As the turning of the timber progressed, the smell got even stronger. Embedded in the grain were several pockets of crystalised resin. Many softwood trees produce resin to fill and voids caused by storm damage. If it remains in place long enough, the resin becomes a hard, whits substance and if it can be left for many, many centuries, then it turns into amber. Ours had not got that far!

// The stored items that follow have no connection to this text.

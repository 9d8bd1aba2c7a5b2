/*!
 * 二维点类型
 *
 * 场地坐标系下的简单二维点，单位为英寸。
 */

use serde::{Deserialize, Serialize};
use std::ops::{Add, Mul, Sub};

/// 场地坐标系下的二维点
#[derive(Debug, Clone, Copy, Default, Serialize, Deserialize, PartialEq)]
pub struct Point {
    pub x: f64,
    pub y: f64,
}

impl Point {
    pub fn new(x: f64, y: f64) -> Self {
        Self { x, y }
    }

    /// 到另一点的欧氏距离
    pub fn distance_to(&self, other: Point) -> f64 {
        ((self.x - other.x).powi(2) + (self.y - other.y).powi(2)).sqrt()
    }
}

impl Add for Point {
    type Output = Point;

    fn add(self, other: Point) -> Point {
        Point::new(self.x + other.x, self.y + other.y)
    }
}

impl Sub for Point {
    type Output = Point;

    fn sub(self, other: Point) -> Point {
        Point::new(self.x - other.x, self.y - other.y)
    }
}

impl Mul<f64> for Point {
    type Output = Point;

    fn mul(self, scalar: f64) -> Point {
        Point::new(self.x * scalar, self.y * scalar)
    }
}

Pockets of crystalised resin.

Shaping the inside of the bowl

The wood was a joy to turn, it cut remarkably well and needed very little sanding, which is just as well as this timber can have a very waxy feel which clogs the abrasives almost instantly.I washed the whole bowl thoroughly with cellulose thinners, which removes any dust, dissolves and cleans away superficial resin and evaporates in a matter of a minute or so. The process was repeated in the evening after making the bowl, then again in the morning, which left the surface clean enough to oil.

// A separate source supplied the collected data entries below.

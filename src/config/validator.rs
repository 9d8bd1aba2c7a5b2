/*!
 * 命令配置验证模块
 *
 * 提供命令类别、命令序列和起始位置的字段级验证。
 * 验证结果分为错误（阻止加载）和警告（仅记录日志）两级。
 */

use crate::config::types::{CategoryFile, StartingPosition};
use crate::geometry::is_on_field;
use crate::model::{CommandDefinition, CommandSequence, ParameterKind};
use serde::{Deserialize, Serialize};
use std::collections::HashSet;

/// 验证结果
#[derive(Debug, Clone, Serialize, Deserialize)]
pub struct ValidationReport {
    /// 验证是否通过
    pub is_valid: bool,

    /// 错误信息列表
    pub errors: Vec<String>,

    /// 警告信息列表
    pub warnings: Vec<String>,
}

impl ValidationReport {
    fn from_parts(errors: Vec<String>, warnings: Vec<String>) -> Self {
        Self {
            is_valid: errors.is_empty(),
            errors,
            warnings,
        }
    }

    /// 合并另一份验证结果
    pub fn merge(&mut self, other: ValidationReport) {
        self.errors.extend(other.errors);
        self.warnings.extend(other.warnings);
        self.is_valid = self.errors.is_empty();
    }
}

impl Default for ValidationReport {
    fn default() -> Self {
        Self {
            is_valid: true,
            errors: Vec::new(),
            warnings: Vec::new(),
        }
    }
}

/// 命令配置验证器
pub struct CommandValidator;

impl CommandValidator {
    /// 验证一个命令类别文件
    pub fn validate_category(file: &CategoryFile) -> ValidationReport {
        let mut errors = Vec::new();
        let mut warnings = Vec::new();

        if file.category.trim().is_empty() {
            errors.push("类别名称不能为空".to_string());
        }

        for command in &file.commands {
            Self::validate_command(command, &mut errors, &mut warnings);
        }

        ValidationReport::from_parts(errors, warnings)
    }

    /// 验证单条命令定义
    pub fn validate_command(
        command: &CommandDefinition,
        errors: &mut Vec<String>,
        warnings: &mut Vec<String>,
    ) {
        if command.id.trim().is_empty() {
            errors.push("命令 ID 不能为空".to_string());
        }

        if command.name.trim().is_empty() {
            errors.push(format!("命令 {} 的显示名称不能为空", command.id));
        }

        if command.code_template.trim().is_empty() {
            warnings.push(format!("命令 {} 的代码模板为空", command.id));
        }

        if !Self::is_valid_color(&command.color) {
            errors.push(format!(
                "命令 {} 的颜色值无效: {}",
                command.id, command.color
            ));
        }

        Self::validate_parameters(command, errors, warnings);
    }

    /// 验证命令参数与模板占位符的一致性
    fn validate_parameters(
        command: &CommandDefinition,
        errors: &mut Vec<String>,
        warnings: &mut Vec<String>,
    ) {
        let mut seen = HashSet::new();

        for param in &command.parameters {
            if param.name.trim().is_empty() {
                errors.push(format!("命令 {} 存在未命名参数", command.id));
                continue;
            }

            if !seen.insert(param.name.as_str()) {
                errors.push(format!(
                    "命令 {} 的参数 {} 重复定义",
                    command.id, param.name
                ));
            }

            if let (Some(min), Some(max)) = (param.min, param.max) {
                if min > max {
                    errors.push(format!(
                        "命令 {} 的参数 {} 范围无效: min {} > max {}",
                        command.id, param.name, min, max
                    ));
                }
            }

            if matches!(param.kind, ParameterKind::Bool | ParameterKind::String)
                && (param.min.is_some() || param.max.is_some())
            {
                warnings.push(format!(
                    "命令 {} 的参数 {} 是非数值类型，min/max 将被忽略",
                    command.id, param.name
                ));
            }
        }

        // 模板占位符与声明的参数互相对照
        let placeholders: HashSet<String> = command.placeholders().into_iter().collect();
        for placeholder in &placeholders {
            if !seen.contains(placeholder.as_str()) {
                warnings.push(format!(
                    "命令 {} 的模板引用了未声明的参数 {{{}}}",
                    command.id, placeholder
                ));
            }
        }
        for param in &command.parameters {
            if !placeholders.contains(&param.name) {
                warnings.push(format!(
                    "命令 {} 声明的参数 {} 未在模板中使用",
                    command.id, param.name
                ));
            }
        }
    }

    /// 验证命令序列的字段
    pub fn validate_sequence(sequence: &CommandSequence) -> ValidationReport {
        let mut errors = Vec::new();
        let mut warnings = Vec::new();

        if sequence.id.trim().is_empty() {
            errors.push("序列 ID 不能为空".to_string());
        }

        if sequence.name.trim().is_empty() {
            errors.push(format!("序列 {} 的显示名称不能为空", sequence.id));
        }

        if !Self::is_valid_color(&sequence.color) {
            errors.push(format!(
                "序列 {} 的颜色值无效: {}",
                sequence.id, sequence.color
            ));
        }

        if sequence.command_ids.is_empty() {
            warnings.push(format!("序列 {} 不包含任何命令", sequence.id));
        }

        ValidationReport::from_parts(errors, warnings)
    }

    /// 验证起始位置
    pub fn validate_starting_position(position: &StartingPosition) -> ValidationReport {
        let mut errors = Vec::new();
        let mut warnings = Vec::new();

        if position.label.trim().is_empty() {
            errors.push("起始位置标签不能为空".to_string());
        }

        if !is_on_field(position.x, position.y) {
            warnings.push(format!(
                "起始位置 {} 在场地范围外: ({}, {})",
                position.label, position.x, position.y
            ));
        }

        ValidationReport::from_parts(errors, warnings)
    }

    /// 验证颜色值格式
    ///
    /// 支持十六进制颜色 (#RGB, #RRGGBB, #RRGGBBAA)。
    pub fn is_valid_color(color: &str) -> bool {
        if color.is_empty() {
            return false;
        }

        if let Some(hex_part) = color.strip_prefix('#') {
            if hex_part.len() == 3 || hex_part.len() == 6 || hex_part.len() == 8 {
                return hex_part.chars().all(|c| c.is_ascii_hexdigit());
            }
        }

        false
    }
}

Once the oil was wiped onto the surface, the colour really shone out. I don’t think I’ve ever seen such a deep, rich mixture of reds and oranges in a piece of timber before.


The second bowl that I worked on was from a piece of ash recovery wood. This is wood that the host tree grows to cover over a scar where a branch has snapped (or been sawn) off. It takes many years for a large branch-end to be completely enveloped with new growth, during which time pieces of the old branch might well start to decay, then become trapped inside the wound. This was the case with our lump of ash.

Shaping the outside of the bowl…

…the voids soon become visible!

The picture above shows what I encountered once I’d cut through the bark on what was to be the underside of the bowl. I would have preferred this to have been more solid, but nature doesn’t grow trees to suit woodturners.

Once work had started on hollowing the bowl, it became evident that the main void extended right through the piece, which made it potentially dangerous to work with at a normal pace, so the lathe was slowed right down to a snail-pace and cuts were made finely, and slowly. In all, the hollowing took nearly four hours, more than I’ve ever spent on a single bowl.

The void becoming visible inside the bowl

The deeper I cut, the larger the void became

Eventually, the final cut was made with a gouge and I had to swap to using a solid carbide cutter because the gouges were bouncing in and out of the void, which could have resulted in the gouge tip suddenly digging in and wrenching the bowl out of the chuck that was holding it on the lathe. The carbide cutter was followed by a series of scrapers to refine the surface and then the bowl was removed for all the sanding to be done. Normally, a bowl would be sanded on the lathe, whilst rotating, but there were too many voids to trap unwary fingers, so the work was done the slow way, and took another hour.



Two very big bowls…and each very beautiful in its own way!